Problem requirements:
Search the data for "GroupSlot". Return each matching line.

[Provided material Boundary: Start]

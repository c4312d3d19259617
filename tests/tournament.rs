//! Integration tests for edit operations: renames, swaps, randomization,
//! score entry, reset.

use std::collections::HashSet;
use tournament_night_web::{
    parse_score, GroupLabel, GroupSlot, KnockoutStage, PlayerId, Side, Tournament,
    TournamentError, GAME_COUNT, GROUP_SIZE, PLAYER_COUNT,
};

fn assign_groups(t: &mut Tournament, game: usize) {
    let ids: Vec<PlayerId> = t.players.iter().map(|p| p.id).collect();
    for (g, chunk) in ids.chunks(4).enumerate() {
        t.games[game].groups[g] = chunk.to_vec();
    }
}

#[test]
fn new_tournament_has_default_shape() {
    let t = Tournament::new();
    assert_eq!(t.players.len(), PLAYER_COUNT);
    assert_eq!(t.players[0].name, "Player 1");
    assert_eq!(t.players[15].name, "Player 16");
    assert_eq!(t.games.len(), GAME_COUNT);
    assert_eq!(t.games[0].name, "Game 1");
    assert!(t.unavailable.is_empty());
    assert!(t.games.iter().all(|g| g.groups.iter().all(Vec::is_empty)));
}

#[test]
fn rename_updates_every_reference_and_no_score() {
    let mut t = Tournament::new();
    // The same player sits in two games' groups.
    assign_groups(&mut t, 0);
    assign_groups(&mut t, 3);
    let id = t.players[0].id;
    t.set_fixture_score(0, GroupLabel::A, 0, Side::Home, Some(4)).unwrap();

    t.rename_player(id, "Robin").unwrap();

    assert_eq!(t.player_name(id), "Robin");
    // Group slots still reference the same player in both games.
    assert_eq!(t.games[0].group(GroupLabel::A)[0], id);
    assert_eq!(t.games[3].group(GroupLabel::A)[0], id);
    // Stored scores untouched.
    assert_eq!(t.games[0].group_fixtures(GroupLabel::A)[0].home, Some(4));
}

#[test]
fn rename_trims_and_rejects_empty() {
    let mut t = Tournament::new();
    let id = t.players[0].id;
    t.rename_player(id, "  Alex  ").unwrap();
    assert_eq!(t.player_name(id), "Alex");
    assert_eq!(
        t.rename_player(id, "   "),
        Err(TournamentError::EmptyPlayerName)
    );
    let unknown = uuid::Uuid::new_v4();
    assert_eq!(
        t.rename_player(unknown, "Nobody"),
        Err(TournamentError::PlayerNotFound(unknown))
    );
}

#[test]
fn availability_requires_known_player() {
    let mut t = Tournament::new();
    let id = t.players[5].id;
    t.set_player_unavailable(id, true).unwrap();
    assert!(t.is_unavailable(id));
    t.set_player_unavailable(id, false).unwrap();
    assert!(!t.is_unavailable(id));

    let unknown = uuid::Uuid::new_v4();
    assert_eq!(
        t.set_player_unavailable(unknown, true),
        Err(TournamentError::PlayerNotFound(unknown))
    );
}

#[test]
fn randomize_deals_full_groups() {
    let mut t = Tournament::new();
    t.randomize_groups(2).unwrap();

    let game = &t.games[2];
    let mut seen: HashSet<PlayerId> = HashSet::new();
    for label in GroupLabel::ALL {
        assert_eq!(game.group(label).len(), GROUP_SIZE);
        seen.extend(game.group(label));
    }
    assert_eq!(seen.len(), PLAYER_COUNT);
    // Other games untouched.
    assert!(t.games[0].groups.iter().all(Vec::is_empty));
}

#[test]
fn randomize_is_refused_once_results_exist() {
    let mut t = Tournament::new();
    assign_groups(&mut t, 0);
    t.set_fixture_score(0, GroupLabel::A, 0, Side::Home, Some(1)).unwrap();
    assert_eq!(t.game_has_results(0), Ok(true));
    assert_eq!(t.randomize_groups(0), Err(TournamentError::GroupsLocked));

    // Knockout scores do not lock groups.
    let mut t = Tournament::new();
    assign_groups(&mut t, 0);
    t.set_knockout_score(0, KnockoutStage::Final, Side::Home, Some(1)).unwrap();
    assert_eq!(t.games[0].knockouts.fixture(KnockoutStage::Final).home, Some(1));
    assert_eq!(t.game_has_results(0), Ok(false));
    t.randomize_groups(0).unwrap();
}

#[test]
fn randomize_all_reshuffles_every_game() {
    let mut t = Tournament::new();
    t.randomize_all_games();
    for game in &t.games {
        let mut seen: HashSet<PlayerId> = HashSet::new();
        for group in &game.groups {
            assert_eq!(group.len(), GROUP_SIZE);
            seen.extend(group);
        }
        assert_eq!(seen.len(), PLAYER_COUNT);
    }
}

#[test]
fn swap_exchanges_two_slots() {
    let mut t = Tournament::new();
    assign_groups(&mut t, 0);
    let first = t.games[0].group(GroupLabel::A)[0];
    let second = t.games[0].group(GroupLabel::B)[2];

    t.swap_players(
        GroupSlot { game: 0, group: GroupLabel::A, slot: 0 },
        GroupSlot { game: 0, group: GroupLabel::B, slot: 2 },
    )
    .unwrap();

    assert_eq!(t.games[0].group(GroupLabel::A)[0], second);
    assert_eq!(t.games[0].group(GroupLabel::B)[2], first);
}

#[test]
fn swap_rejects_empty_slots_and_locked_games() {
    let mut t = Tournament::new();
    assign_groups(&mut t, 0);
    // Game 1 has no groups assigned.
    assert_eq!(
        t.swap_players(
            GroupSlot { game: 0, group: GroupLabel::A, slot: 0 },
            GroupSlot { game: 1, group: GroupLabel::A, slot: 0 },
        ),
        Err(TournamentError::SlotNotFound { group: GroupLabel::A, slot: 0 })
    );

    t.set_fixture_score(0, GroupLabel::B, 3, Side::Away, Some(2)).unwrap();
    assert_eq!(
        t.swap_players(
            GroupSlot { game: 0, group: GroupLabel::A, slot: 0 },
            GroupSlot { game: 0, group: GroupLabel::B, slot: 1 },
        ),
        Err(TournamentError::GroupsLocked)
    );
}

#[test]
fn score_entry_validates_indices() {
    let mut t = Tournament::new();
    assert_eq!(
        t.set_fixture_score(9, GroupLabel::A, 0, Side::Home, Some(1)),
        Err(TournamentError::GameNotFound(9))
    );
    assert_eq!(
        t.set_fixture_score(0, GroupLabel::A, 6, Side::Home, Some(1)),
        Err(TournamentError::FixtureNotFound(6))
    );
    assert_eq!(
        t.set_knockout_score(6, KnockoutStage::Semi1, Side::Home, Some(1)),
        Err(TournamentError::GameNotFound(6))
    );
}

#[test]
fn clearing_a_score_reverts_to_unset() {
    let mut t = Tournament::new();
    t.set_fixture_score(0, GroupLabel::C, 2, Side::Away, Some(3)).unwrap();
    assert_eq!(t.games[0].group_fixtures(GroupLabel::C)[2].away, Some(3));
    t.set_fixture_score(0, GroupLabel::C, 2, Side::Away, None).unwrap();
    assert!(t.games[0].group_fixtures(GroupLabel::C)[2].is_blank());
}

#[test]
fn reset_restores_defaults() {
    let mut t = Tournament::new();
    assign_groups(&mut t, 0);
    t.set_game_name(0, "Pool").unwrap();
    let id = t.players[0].id;
    t.set_player_unavailable(id, true).unwrap();
    t.set_fixture_score(0, GroupLabel::A, 0, Side::Home, Some(9)).unwrap();

    t.reset();

    assert_eq!(t.games[0].name, "Game 1");
    assert!(t.unavailable.is_empty());
    assert!(t.games[0].groups.iter().all(Vec::is_empty));
    assert!(!t.games[0].has_results());
    assert_eq!(t.players[0].name, "Player 1");
}

#[test]
fn score_parsing_matches_input_rules() {
    assert_eq!(parse_score(""), None);
    assert_eq!(parse_score("   "), None);
    assert_eq!(parse_score("7"), Some(7));
    assert_eq!(parse_score(" 3 "), Some(3));
    assert_eq!(parse_score("abc"), Some(0));
    assert_eq!(parse_score("-2"), Some(0));
}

[Provided material Boundary: End]

Answer space:
    parse_score, GroupLabel, GroupSlot, KnockoutStage, PlayerId, Side, Tournament,
        GroupSlot { game: 0, group: GroupLabel::A, slot: 0 },
        GroupSlot { game: 0, group: GroupLabel::B, slot: 2 },
            GroupSlot { game: 0, group: GroupLabel::A, slot: 0 },
            GroupSlot { game: 1, group: GroupLabel::A, slot: 0 },
            GroupSlot { game: 0, group: GroupLabel::A, slot: 0 },
            GroupSlot { game: 0, group: GroupLabel::B, slot: 1 },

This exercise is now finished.